Mireille

Tutu panpan, aïoli, farandole…

Même si, selon mon vieux maître Charles Maurrasaucune origine n’est belle, je n’ai aucune prévention contre toutes les formes d’archéologie. Et donc pas d’avantage pour celles qui s’appliquent aux films et qui permettent de présenter aujourd’hui des œuvres anciennes – et souvent des ébauches – absolument dénuées d’intérêt intrinsèque mais qui peuvent quelquefois amuser les esprits curieux. C’est bien ce qui pourrait être le cas de Mireille tourné en 1932 par René Gaveau (plus connu pour être un honnête directeur de la photo) et Ernest Servaes. Sur la mince trame du poème provençal de Frédéric Mistral, voilà que les réalisateurs plaquent les airs célèbres de l’opéra tiré du poème par Charles Gounod, engagent des acteurs amateurs et intercalent entre les péripéties de belles vues des paysages de la Crau et de la Camargue.
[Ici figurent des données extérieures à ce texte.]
//! Field store and typed accessors.

use super::{ContainerKind, Decoder, FieldKind, Message};
use crate::error::{Error, Result};
use crate::scanner::{FieldRecord, WireType};
use bytes::Bytes;
use std::collections::BTreeMap;
use std::mem::size_of;

/// The fields of one scanned buffer, keyed by field number.
///
/// Built once per decode call and never mutated afterwards. When a field
/// number occurs more than once on the wire, only the last occurrence is kept.
#[derive(Debug, Clone)]
pub struct FieldStore {
    fields: BTreeMap<u32, FieldRecord>,
    decoder: Decoder,
}

impl FieldStore {
    pub(crate) fn new(fields: BTreeMap<u32, FieldRecord>, decoder: Decoder) -> Self {
        Self { fields, decoder }
    }

    /// Returns true iff the store has an entry for `number`
    pub fn contains(&self, number: u32) -> bool {
        self.fields.contains_key(&number)
    }

    /// Number of distinct field numbers
    pub fn len(&self) -> usize {
        self.fields.len()
    }

    /// Returns true if the scanned buffer had no fields
    pub fn is_empty(&self) -> bool {
        self.fields.is_empty()
    }

    /// Field numbers present, in ascending order
    pub fn field_numbers(&self) -> impl Iterator<Item = u32> + '_ {
        self.fields.keys().copied()
    }

    /// Returns the record kept for `number`
    pub fn record(&self, number: u32) -> Option<&FieldRecord> {
        self.fields.get(&number)
    }

    /// Wire type of the record kept for `number`
    pub fn wire_type(&self, number: u32) -> Option<WireType> {
        self.record(number).map(|r| r.wire_type)
    }

    /// Raw payload for `number`, failing if absent
    pub fn payload(&self, number: u32) -> Result<&Bytes> {
        self.record(number)
            .map(|r| &r.payload)
            .ok_or_else(|| Error::missing_field(number))
    }

    /// The decoder this store was scanned with
    pub fn decoder(&self) -> &Decoder {
        &self.decoder
    }

    /// Leading `N` bytes of the payload
    fn leading<const N: usize>(&self, number: u32) -> Result<[u8; N]> {
        let payload = self.payload(number)?;
        if payload.len() < N {
            return Err(Error::decoding(format!(
                "field {} has {} bytes, need {}",
                number,
                payload.len(),
                N
            )));
        }
        let mut buf = [0u8; N];
        buf.copy_from_slice(&payload[..N]);
        Ok(buf)
    }

    /// Fold up to `width` payload bytes, least significant first
    fn fold_le(&self, number: u32, width: usize) -> Result<u64> {
        let payload = self.payload(number)?;
        Ok(payload
            .iter()
            .take(width)
            .enumerate()
            .fold(0u64, |acc, (i, &b)| acc | u64::from(b) << (8 * i)))
    }

    fn narrow(name: &str) -> Error {
        Error::unsupported_data_type(format!("{} fields are not supported", name))
    }

    /// Reads a boolean.
    ///
    /// Any entry, whatever its payload, reads as `true`. Unlike every other
    /// accessor, absence is not an error: it reads as `false`.
    pub fn read_bool(&self, number: u32) -> bool {
        self.contains(number)
    }

    /// Reads the payload as UTF-8 text
    pub fn read_string(&self, number: u32) -> Result<String> {
        let payload = self.payload(number)?;
        std::str::from_utf8(payload)
            .map(str::to_owned)
            .map_err(|e| Error::decoding(format!("field {} is not valid UTF-8: {}", number, e)))
    }

    /// Returns the raw payload bytes
    pub fn read_bytes(&self, number: u32) -> Result<Bytes> {
        self.payload(number).cloned()
    }

    /// Reads a little-endian IEEE-754 double
    pub fn read_f64(&self, number: u32) -> Result<f64> {
        self.leading(number).map(f64::from_le_bytes)
    }

    /// Reads a little-endian IEEE-754 float
    pub fn read_f32(&self, number: u32) -> Result<f32> {
        self.leading(number).map(f32::from_le_bytes)
    }

    /// Reinterprets the payload as a native-width signed integer
    pub fn read_isize(&self, number: u32) -> Result<isize> {
        self.leading::<{ size_of::<isize>() }>(number)
            .map(isize::from_le_bytes)
    }

    /// Reinterprets the payload as a native-width unsigned integer
    pub fn read_usize(&self, number: u32) -> Result<usize> {
        self.leading::<{ size_of::<usize>() }>(number)
            .map(usize::from_le_bytes)
    }

    /// Reinterprets the payload as a little-endian `u32`
    pub fn read_u32(&self, number: u32) -> Result<u32> {
        self.leading(number).map(u32::from_le_bytes)
    }

    /// Reinterprets the payload as a little-endian `u64`
    pub fn read_u64(&self, number: u32) -> Result<u64> {
        self.leading(number).map(u64::from_le_bytes)
    }

    /// Reads a signed 32-bit integer by folding the low four payload bytes
    pub fn read_i32(&self, number: u32) -> Result<i32> {
        self.fold_le(number, 4).map(|v| v as u32 as i32)
    }

    /// Reads a signed 64-bit integer by folding the low eight payload bytes
    pub fn read_i64(&self, number: u32) -> Result<i64> {
        self.fold_le(number, 8).map(|v| v as i64)
    }

    /// Always fails: 8-bit fields are not supported
    pub fn read_i8(&self, _number: u32) -> Result<i8> {
        Err(Self::narrow("i8"))
    }

    /// Always fails: 16-bit fields are not supported
    pub fn read_i16(&self, _number: u32) -> Result<i16> {
        Err(Self::narrow("i16"))
    }

    /// Always fails: 8-bit fields are not supported
    pub fn read_u8(&self, _number: u32) -> Result<u8> {
        Err(Self::narrow("u8"))
    }

    /// Always fails: 16-bit fields are not supported
    pub fn read_u16(&self, _number: u32) -> Result<u16> {
        Err(Self::narrow("u16"))
    }

    /// Reads a `fixed32` field
    pub fn read_fixed32(&self, number: u32) -> Result<u32> {
        self.read_u32(number)
    }

    /// Reads a varint field as a signed 64-bit integer
    pub fn read_varint_as_i64(&self, number: u32) -> Result<i64> {
        self.read_i64(number)
    }

    /// Decodes the payload as a nested message.
    ///
    /// The payload is scanned into its own store one nesting level deeper;
    /// exceeding the configured depth is a decoding error.
    pub fn read_message<T: Message>(&self, number: u32) -> Result<T> {
        let payload = self.payload(number)?;
        self.decoder.nested()?.decode(payload)
    }

    /// Reads `T`, or `None` when the field is absent
    pub fn read_optional<T: FieldValue>(&self, number: u32) -> Result<Option<T>> {
        if !self.contains(number) {
            return Ok(None);
        }
        T::read(self, number).map(Some)
    }

    /// Reads field `number` as `T`
    pub fn get<T: FieldValue>(&self, number: u32) -> Result<T> {
        T::read(self, number)
    }

    /// Always fails: nested containers are not part of this format
    pub fn nested_container(&self, number: u32, kind: ContainerKind) -> Result<FieldStore> {
        Err(Error::unsupported_data_type(format!(
            "nested {} container for field {}",
            kind.as_str(),
            number
        )))
    }

    /// Always fails: there is no superclass decoding in this format
    pub fn super_decoder(&self, number: Option<u32>) -> Result<Decoder> {
        Err(Error::unsupported_data_type(match number {
            Some(n) => format!("super decoder for field {}", n),
            None => "super decoder".to_string(),
        }))
    }
}

/// A scalar type readable from a [`FieldStore`]
pub trait FieldValue: Sized {
    /// The kind reported in schemas
    const KIND: FieldKind;

    /// Whether absence is acceptable
    const OPTIONAL: bool = false;

    /// Read field `number` from `fields`
    fn read(fields: &FieldStore, number: u32) -> Result<Self>;
}

macro_rules! field_value {
    ($($ty:ty => $kind:ident, $read:ident;)*) => {
        $(
            impl FieldValue for $ty {
                const KIND: FieldKind = FieldKind::$kind;

                fn read(fields: &FieldStore, number: u32) -> Result<Self> {
                    fields.$read(number)
                }
            }
        )*
    };
}

field_value! {
    String => String, read_string;
    Bytes => Bytes, read_bytes;
    f64 => Double, read_f64;
    f32 => Float, read_f32;
    isize => Int, read_isize;
    i8 => Int8, read_i8;
    i16 => Int16, read_i16;
    i32 => Int32, read_i32;
    i64 => Int64, read_i64;
    usize => UInt, read_usize;
    u8 => UInt8, read_u8;
    u16 => UInt16, read_u16;
    u32 => UInt32, read_u32;
    u64 => UInt64, read_u64;
}

impl FieldValue for bool {
    const KIND: FieldKind = FieldKind::Bool;

    fn read(fields: &FieldStore, number: u32) -> Result<Self> {
        Ok(fields.read_bool(number))
    }
}

impl<T: FieldValue> FieldValue for Option<T> {
    const KIND: FieldKind = T::KIND;
    const OPTIONAL: bool = true;

    fn read(fields: &FieldStore, number: u32) -> Result<Self> {
        fields.read_optional(number)
    }
}

#[cfg(test)]
mod tests {
    use super::*;
    use crate::scanner::scan;

    fn store(data: &[u8]) -> FieldStore {
        scan(data).unwrap()
    }

    #[test]
    fn test_contains_and_len() {
        let fields = store(&[0x08, 0x01, 0x12, 0x00]);
        assert!(fields.contains(1));
        assert!(fields.contains(2));
        assert!(!fields.contains(3));
        assert_eq!(fields.len(), 2);
        assert_eq!(fields.field_numbers().collect::<Vec<_>>(), vec![1, 2]);
        assert_eq!(fields.wire_type(2), Some(WireType::LengthDelimited));
    }

    #[test]
    fn test_bool_presence_policy() {
        // Payload 0 still reads as true
        let fields = store(&[0x08, 0x00]);
        assert!(fields.read_bool(1));
        assert!(!fields.read_bool(2));
        assert_eq!(fields.get::<bool>(2), Ok(false));

        // So does an empty length-delimited payload
        let fields = store(&[0x12, 0x00]);
        assert!(fields.read_bool(2));
        assert_eq!(fields.get::<bool>(2), Ok(true));
    }

    #[test]
    fn test_read_string() {
        let fields = store(&[0x12, 0x05, b'h', b'e', b'l', b'l', b'o']);
        assert_eq!(fields.read_string(2).unwrap(), "hello");
        assert!(matches!(fields.read_string(1), Err(Error::Decoding { .. })));
    }

    #[test]
    fn test_read_string_invalid_utf8() {
        let fields = store(&[0x12, 0x02, 0xC3, 0x28]);
        assert!(matches!(fields.read_string(2), Err(Error::Decoding { .. })));
        assert_eq!(&fields.read_bytes(2).unwrap()[..], &[0xC3, 0x28]);
    }

    #[test]
    fn test_read_floats_bit_exact() {
        let value = -1234.5678e-9f64;
        let mut data = vec![0x09];
        data.extend_from_slice(&value.to_le_bytes());
        let fields = store(&data);
        assert_eq!(fields.read_f64(1).unwrap().to_bits(), value.to_bits());

        let value = 3.25f32;
        let mut data = vec![0x15];
        data.extend_from_slice(&value.to_le_bytes());
        let fields = store(&data);
        assert_eq!(fields.read_f32(2).unwrap().to_bits(), value.to_bits());
    }

    #[test]
    fn test_read_f64_short_payload() {
        let fields = store(&[0x0D, 0x00, 0x00, 0x80, 0x3F]);
        assert!(matches!(fields.read_f64(1), Err(Error::Decoding { .. })));
        assert_eq!(fields.read_f32(1).unwrap(), 1.0);
    }

    #[test]
    fn test_read_reinterpreted_integers() {
        let fields = store(&[0x0D, 0x78, 0x56, 0x34, 0x12]);
        assert_eq!(fields.read_u32(1).unwrap(), 0x1234_5678);
        assert_eq!(fields.read_fixed32(1).unwrap(), 0x1234_5678);
        assert!(fields.read_u64(1).is_err());

        let fields = store(&[0x08, 0xAC, 0x02]);
        assert_eq!(fields.read_u64(1).unwrap(), 300);
        assert_eq!(fields.read_usize(1).unwrap(), 300);
        assert_eq!(fields.read_isize(1).unwrap(), 300);
        assert_eq!(fields.read_u32(1).unwrap(), 300);
    }

    #[test]
    fn test_read_folded_integers() {
        let fields = store(&[0x08, 0x96, 0x01]);
        assert_eq!(fields.read_i64(1).unwrap(), 150);
        assert_eq!(fields.read_i32(1).unwrap(), 150);
        assert_eq!(fields.read_varint_as_i64(1).unwrap(), 150);

        // Fixed32 payload folds into a zero-extended i64
        let fields = store(&[0x0D, 0xFF, 0xFF, 0xFF, 0xFF]);
        assert_eq!(fields.read_i32(1).unwrap(), -1);
        assert_eq!(fields.read_i64(1).unwrap(), 0xFFFF_FFFF);
    }

    #[test]
    fn test_read_negative_varint() {
        // -2 as a ten-byte varint
        let fields = store(&[
            0x08, 0xFE, 0xFF, 0xFF, 0xFF, 0xFF, 0xFF, 0xFF, 0xFF, 0xFF, 0x01,
        ]);
        assert_eq!(fields.read_i64(1).unwrap(), -2);
        assert_eq!(fields.read_i32(1).unwrap(), -2);
    }

    #[test]
    fn test_narrow_integers_unsupported() {
        let fields = store(&[0x08, 0x01]);
        assert!(matches!(fields.read_i8(1), Err(Error::UnsupportedDataType(_))));
        assert!(matches!(fields.read_i16(1), Err(Error::UnsupportedDataType(_))));
        assert!(matches!(fields.read_u8(1), Err(Error::UnsupportedDataType(_))));
        assert!(matches!(fields.get::<u16>(1), Err(Error::UnsupportedDataType(_))));
    }

    #[test]
    fn test_missing_fields_fail() {
        let fields = store(&[]);
        assert!(fields.is_empty());
        assert_eq!(fields.read_i64(1), Err(Error::missing_field(1)));
        assert!(matches!(fields.read_f64(1), Err(Error::Decoding { .. })));
        assert!(matches!(fields.read_u32(1), Err(Error::Decoding { .. })));
        assert!(matches!(fields.read_bytes(1), Err(Error::Decoding { .. })));
    }

    #[test]
    fn test_read_optional() {
        let fields = store(&[0x08, 0x07]);
        assert_eq!(fields.read_optional::<i64>(1).unwrap(), Some(7));
        assert_eq!(fields.read_optional::<i64>(2).unwrap(), None);
        assert_eq!(fields.get::<Option<u64>>(2).unwrap(), None);
    }

    #[test]
    fn test_unsupported_containers() {
        let fields = store(&[0x12, 0x00]);
        assert!(matches!(
            fields.nested_container(2, ContainerKind::Keyed),
            Err(Error::UnsupportedDataType(_))
        ));
        assert!(matches!(
            fields.nested_container(2, ContainerKind::Unkeyed),
            Err(Error::UnsupportedDataType(_))
        ));
        assert!(matches!(
            fields.super_decoder(None),
            Err(Error::UnsupportedDataType(_))
        ));
        assert!(matches!(
            fields.super_decoder(Some(2)),
            Err(Error::UnsupportedDataType(_))
        ));
    }
}
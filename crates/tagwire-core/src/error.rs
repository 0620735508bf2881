//! Error types for the tagwire-core library.
//!
//! Every failure surfaces as one of four kinds: an unknown wire type, an
//! intentionally unsupported feature, an unsupported decoding strategy, or
//! malformed/insufficient input.

use thiserror::Error;

/// Result type alias for tagwire operations
pub type Result<T> = std::result::Result<T, Error>;

/// Error type for all decoding operations
#[derive(Error, Debug, Clone, PartialEq, Eq)]
#[non_exhaustive]
pub enum Error {
    /// The low three bits of a tag byte do not name a known wire type
    #[error("unknown wire type {code} at offset {offset}")]
    UnknownWireType {
        /// The offending wire-type code
        code: u8,
        /// Byte offset of the tag
        offset: usize,
    },

    /// Feature deliberately not implemented by this decoder
    #[error("unsupported data type: {0}")]
    UnsupportedDataType(String),

    /// Requested a decoding mode other than keyed decoding
    #[error("unsupported decoding strategy: {0}")]
    UnsupportedDecodingStrategy(String),

    /// Malformed or insufficient input
    #[error("decoding error: {reason}")]
    Decoding {
        /// Human-readable description of the failure
        reason: String,
    },
}

impl Error {
    /// Creates a new unknown wire type error
    pub fn unknown_wire_type(code: u8, offset: usize) -> Self {
        Self::UnknownWireType { code, offset }
    }

    /// Creates a new unsupported data type error
    pub fn unsupported_data_type(msg: impl Into<String>) -> Self {
        Self::UnsupportedDataType(msg.into())
    }

    /// Creates a new unsupported decoding strategy error
    pub fn unsupported_strategy(msg: impl Into<String>) -> Self {
        Self::UnsupportedDecodingStrategy(msg.into())
    }

    /// Creates a new decoding error
    pub fn decoding(reason: impl Into<String>) -> Self {
        Self::Decoding {
            reason: reason.into(),
        }
    }

    /// Creates the error returned when a field number has no entry
    pub fn missing_field(number: u32) -> Self {
        Self::decoding(format!("no data for field {}", number))
    }

    /// Creates the error returned when a payload ends before `needed` bytes
    pub fn truncated(offset: usize, needed: usize, available: usize) -> Self {
        Self::decoding(format!(
            "not enough data at offset {}: need {} bytes, have {}",
            offset, needed, available
        ))
    }

    /// Returns true if the input used a feature this decoder does not provide,
    /// as opposed to being malformed
    pub fn is_unsupported(&self) -> bool {
        matches!(
            self,
            Self::UnsupportedDataType(_) | Self::UnsupportedDecodingStrategy(_)
        )
    }
}

#[cfg(test)]
mod tests {
    use super::*;

    #[test]
    fn test_error_display() {
        let err = Error::unknown_wire_type(7, 12);
        assert_eq!(err.to_string(), "unknown wire type 7 at offset 12");

        let err = Error::missing_field(4);
        assert!(err.to_string().contains("field 4"));
    }

    #[test]
    fn test_truncated_message() {
        let err = Error::truncated(3, 8, 2);
        assert_eq!(
            err.to_string(),
            "decoding error: not enough data at offset 3: need 8 bytes, have 2"
        );
    }

    #[test]
    fn test_is_unsupported() {
        assert!(Error::unsupported_data_type("groups").is_unsupported());
        assert!(Error::unsupported_strategy("unkeyed").is_unsupported());
        assert!(!Error::decoding("bad").is_unsupported());
        assert!(!Error::unknown_wire_type(6, 0).is_unsupported());
    }
}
Est-ce que c’est suffisant ? Sûrement pas ! Ce mélange de poésie lyrique et d’opéra – deux genres par essence totalement artificiels – ne peut pas vraiment fonctionner sous cette forme mélodramatique : l’histoire d’amour entre Mireille (Mireille Lurie), riche héritière d’un vaste mas provençal et Vincent (Jean Brunil), misérable vannier d’osier ne peut qu’aller sans surprise vers la catastrophe et le drame surtout lorsqu’elle est pourchassée par Ourrias (Joë Hamman), riche bouvier de la Camargue toute proche. On connaît d’ailleurs bien le sort de Mireille, frappée d’insolation sur la route des Saintes-Marie de la mer où elle est partie implorer la clémence divine. On songe, en la voyant se trainer sur la route au même chemin que prendra Cécile Aubry dans la Manon de Clouzot.

Ce mélodrame larmoyant n’est pas dépourvu de qualités, mais sa transposition à l’écran souffre d’une absence de rythme dramatique ; ce n’est pas mal filmé, loin de là et les chants issus de l’opéra qui jaillissent ici et là sont assez joliment mis en scène (notamment l’air des Magnanarelles, ces ouvrières qui cueillaient les feuilles de mûriers qui nourrissaient les vers à soie) ; mais c’est atrocement mal interprété : les acteurs sont des potiches qu’on croirait recrutées dans des troupes de théâtre d’amateurs (ce qui doit être le cas, d’ailleurs).

Que l’on conserve ce genre de films dans des rayonnages universitaires où de savants doctorants viendront en nourrir leurs thèses, on le conçoit. Qu’on les édite, c’est autre chose…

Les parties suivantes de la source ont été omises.